Methods: A retrospective analysis of 148 patients' consecutive left-sided resections over a 25 month period was undertaken. Analysis of observed complication rate was compared to POSSUM expected morbidity and expected mortality; Portsmouth corrected morbidity and correlation between type of anaesthesia/analgesia was also assessed.

Results: Observed:Expected mortality was 0.359 (P-Possum 1.062), O:E morbidity 1.74. Of these 148 patients, only 15 received PCA. 46.3% of observed morbidity were infective, 82.8% were mild (pyrexia of unknown origin, urinary, chest or line), and 17.2% severe (deep infection or septicaemia). Expected Mortality and Morbidity of patients receiving PCA and Epidural were similar (p=0.343 and p=0.348). A greater infection rate is seen with Epidural (45.1%, 18.4% severe) compared to 20% patients receiving PCA, of which none were severe (χ2: p=0.02). 12.5% patients receiving Epidurals experienced hypotension (systolic <90mmHg for >2hrs), and of these 58.9% had septic episodes (p=0.053).

Conclusions: In patients undergoing left-sided colonic resection, patients receiving epidural analgesia were more than twice as likely to experience an infective adverse event as those receiving PCA. This may in part be due to hypotensive episodes associated with epidural.


In healthy colonic mucosa a balance is maintained between cell production and loss via apoptosis or exfoliation. Crypt cell apoptosis is a relatively rare event, but is essential for deletion of DNA-damaged cells from the crypts. Having previously shown that dietary intervention with fish oil can increase crypt cell apoptosis in rat intestine (Carcinogenesis 20:645–50), we have quantified apoptosis in the distal colons of cancer patients who received either a placebo or fish oil immediately before surgery, and compared the results with the effects of preoperative radiotherapy.

Methods: Samples of colonic mucosa (5, 10, 15, 20 and 25cm from the tumour) were taken from the resected tissue of patients (n=7) diagnosed with left-sided colon carcinoma, who had received X-ray therapy (25Gy in 5 fractions over 5 days) before surgery. Patients with a similar diagnosis, not requiring pre-operative radiotherapy, were randomly assigned to receive fish oil capsules (n=25; 2.4g n-3 fatty acids/day) or a placebo (n=24) for 7–21 days pre-operatively. All tissue samples were immediately transferred to fixative for storage. Following rehydration and staining with Feulgens reagent, whole crypt mounts were prepared to assess mitosis and apoptosis, using morphological criteria.
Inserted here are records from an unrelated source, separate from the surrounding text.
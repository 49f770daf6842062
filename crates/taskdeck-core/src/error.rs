//! Core error types for taskdeck-core.
//!
//! Configuration and malformed-input problems are errors and fail fast.
//! A task that cannot be fit before its deadline is *not* an error; it is
//! reported as an [`UnschedulableTask`](crate::schedule::UnschedulableTask).

use std::path::PathBuf;
use thiserror::Error;

/// Core error type for taskdeck-core.
#[derive(Error, Debug)]
pub enum CoreError {
    /// Configuration-related errors
    #[error("Configuration error: {0}")]
    Config(#[from] ConfigError),

    /// Validation errors
    #[error("Validation error: {0}")]
    Validation(#[from] ValidationError),

    /// IO errors
    #[error("IO error: {0}")]
    Io(#[from] std::io::Error),

    /// Serialization/deserialization errors
    #[error("JSON error: {0}")]
    Json(#[from] serde_json::Error),
}

/// Configuration-specific errors.
#[derive(Error, Debug)]
pub enum ConfigError {
    /// Failed to load configuration
    #[error("Failed to load configuration from {path}: {message}")]
    LoadFailed { path: PathBuf, message: String },

    /// Failed to save configuration
    #[error("Failed to save configuration to {path}: {message}")]
    SaveFailed { path: PathBuf, message: String },

    /// Invalid configuration value
    #[error("Invalid configuration value for '{key}': {message}")]
    InvalidValue { key: String, message: String },
}

/// Validation errors.
#[derive(Error, Debug, Clone, PartialEq)]
pub enum ValidationError {
    /// Working window is empty or inverted
    #[error("Invalid working hours: work_start_hour ({start}) must be less than work_end_hour ({end})")]
    InvalidWorkingHours { start: u32, end: u32 },

    /// Hour outside 0-23
    #[error("Hour out of range for '{field}': {value} (expected 0-23)")]
    HourOutOfRange { field: String, value: u32 },

    /// Invalid time range
    #[error("Invalid time range: end ({end}) must not be before start ({start})")]
    InvalidTimeRange {
        start: chrono::NaiveDateTime,
        end: chrono::NaiveDateTime,
    },

    /// Estimate is negative, non-finite or off the half-hour grid
    #[error("Invalid estimate for task '{task_id}': {message}")]
    InvalidEstimate { task_id: String, message: String },

    /// Calendar event that cannot be normalized
    #[error("Invalid calendar event '{event}': {message}")]
    InvalidEvent { event: String, message: String },

    /// Invalid value
    #[error("Invalid value for '{field}': {message}")]
    InvalidValue { field: String, message: String },
}

/// Result type alias for CoreError
pub type Result<T, E = CoreError> = std::result::Result<T, E>;
//! Busy interval arithmetic.

use chrono::NaiveDateTime;

/// A half-open busy interval `[start, end)` in civil time.
#[derive(Debug, Clone, Copy, PartialEq, Eq)]
pub struct BusyInterval {
    pub start: NaiveDateTime,
    pub end: NaiveDateTime,
}

impl BusyInterval {
    pub fn new(start: NaiveDateTime, end: NaiveDateTime) -> Self {
        Self { start, end }
    }

    /// Intersect with `[window_start, window_end)`. Returns `None` when the
    /// intersection is empty.
    pub fn clip(&self, window_start: NaiveDateTime, window_end: NaiveDateTime) -> Option<Self> {
        let start = self.start.max(window_start);
        let end = self.end.min(window_end);
        (start < end).then_some(Self { start, end })
    }
}

/// Sort by start and merge overlapping or touching intervals.
pub fn merge_intervals(mut intervals: Vec<BusyInterval>) -> Vec<BusyInterval> {
    intervals.sort_by_key(|i| i.start);

    let mut merged: Vec<BusyInterval> = Vec::with_capacity(intervals.len());
    for interval in intervals {
        match merged.last_mut() {
            Some(last) if interval.start <= last.end => {
                last.end = last.end.max(interval.end);
            }
            _ => merged.push(interval),
        }
    }
    merged
}
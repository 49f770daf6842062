//! Calendar feed normalization.
//!
//! Converts provider events (`{"start": {"dateTime": ...}}` or
//! `{"start": {"date": ...}}`) into civil [`CalendarEvent`]s in the
//! application's fixed offset. Cancelled events are dropped here so the
//! slot finder only ever sees busy time.

use chrono::{DateTime, FixedOffset, NaiveDate, NaiveDateTime, NaiveTime};
use serde::{Deserialize, Serialize};

use crate::error::ValidationError;
use crate::schedule::CalendarEvent;

/// Event boundary as sent by the provider.
#[derive(Debug, Clone, Default, PartialEq, Eq, Serialize, Deserialize)]
#[serde(rename_all = "camelCase")]
pub struct EventDateTime {
    #[serde(default, skip_serializing_if = "Option::is_none")]
    pub date_time: Option<DateTime<FixedOffset>>,
    #[serde(default, skip_serializing_if = "Option::is_none")]
    pub date: Option<NaiveDate>,
}

/// An event from the provider's list endpoint.
#[derive(Debug, Clone, Default, PartialEq, Eq, Serialize, Deserialize)]
#[serde(rename_all = "camelCase")]
pub struct RawCalendarEvent {
    #[serde(default)]
    pub id: Option<String>,
    #[serde(default)]
    pub summary: Option<String>,
    #[serde(default)]
    pub status: Option<String>,
    pub start: EventDateTime,
    pub end: EventDateTime,
}

impl RawCalendarEvent {
    pub fn is_cancelled(&self) -> bool {
        self.status.as_deref() == Some("cancelled")
    }

    fn label(&self) -> String {
        self.id
            .clone()
            .or_else(|| self.summary.clone())
            .unwrap_or_else(|| "<unnamed>".to_string())
    }
}

/// Build the fixed civil offset from minutes east of UTC.
pub fn offset_from_minutes(minutes: i32) -> Result<FixedOffset, ValidationError> {
    minutes
        .checked_mul(60)
        .and_then(FixedOffset::east_opt)
        .ok_or_else(|| ValidationError::InvalidValue {
            field: "utc_offset_minutes".to_string(),
            message: format!("{minutes} is not a valid UTC offset"),
        })
}

/// Normalize a provider feed into busy intervals.
pub fn normalize_events(
    raw: &[RawCalendarEvent],
    offset: &FixedOffset,
) -> Result<Vec<CalendarEvent>, ValidationError> {
    let mut events = Vec::with_capacity(raw.len());

    for event in raw {
        if event.is_cancelled() {
            tracing::warn!(event = %event.label(), "skipping cancelled calendar event");
            continue;
        }
        events.push(normalize_event(event, offset)?);
    }

    Ok(events)
}

fn normalize_event(
    event: &RawCalendarEvent,
    offset: &FixedOffset,
) -> Result<CalendarEvent, ValidationError> {
    let invalid = |message: &str| ValidationError::InvalidEvent {
        event: event.label(),
        message: message.to_string(),
    };

    let normalized = match (
        (&event.start.date_time, &event.start.date),
        (&event.end.date_time, &event.end.date),
    ) {
        ((Some(start), _), (Some(end), _)) => CalendarEvent::timed(
            to_civil(start, offset),
            to_civil(end, offset),
        ),
        ((None, Some(start)), (None, Some(end))) => CalendarEvent {
            start: midnight(*start),
            end: midnight(*end),
            all_day: true,
        },
        ((None, None), _) => return Err(invalid("start has neither dateTime nor date")),
        (_, (None, None)) => return Err(invalid("end has neither dateTime nor date")),
        _ => return Err(invalid("start and end mix dateTime and date boundaries")),
    };

    if normalized.end < normalized.start {
        return Err(invalid("end is before start"));
    }

    Ok(normalized)
}

fn to_civil(ts: &DateTime<FixedOffset>, offset: &FixedOffset) -> NaiveDateTime {
    ts.with_timezone(offset).naive_local()
}

fn midnight(date: NaiveDate) -> NaiveDateTime {
    date.and_time(NaiveTime::MIN)
}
Results: In the irradiated intestine, crypt structure was extremely delicate within a 10cm radius of the tumour and cells were severely damaged with massive DNA fragmentation. Further from the tumour site crypts retained their normal morphology but those from irradiated mucosa had a significantly lower mitotic rate and a higher frequency of apoptosis than the controls. The frequency of apoptosis was inversely proportional to distance from the site of the tumour. There was no effect of fish oil on apoptosis in patients not receiving radiotherapy.

Conclusions: The whole crypt mount technique can be used to visualise and quantify apoptosis in human intestinal mucosa, and to assess the effects of dietary or other interventions.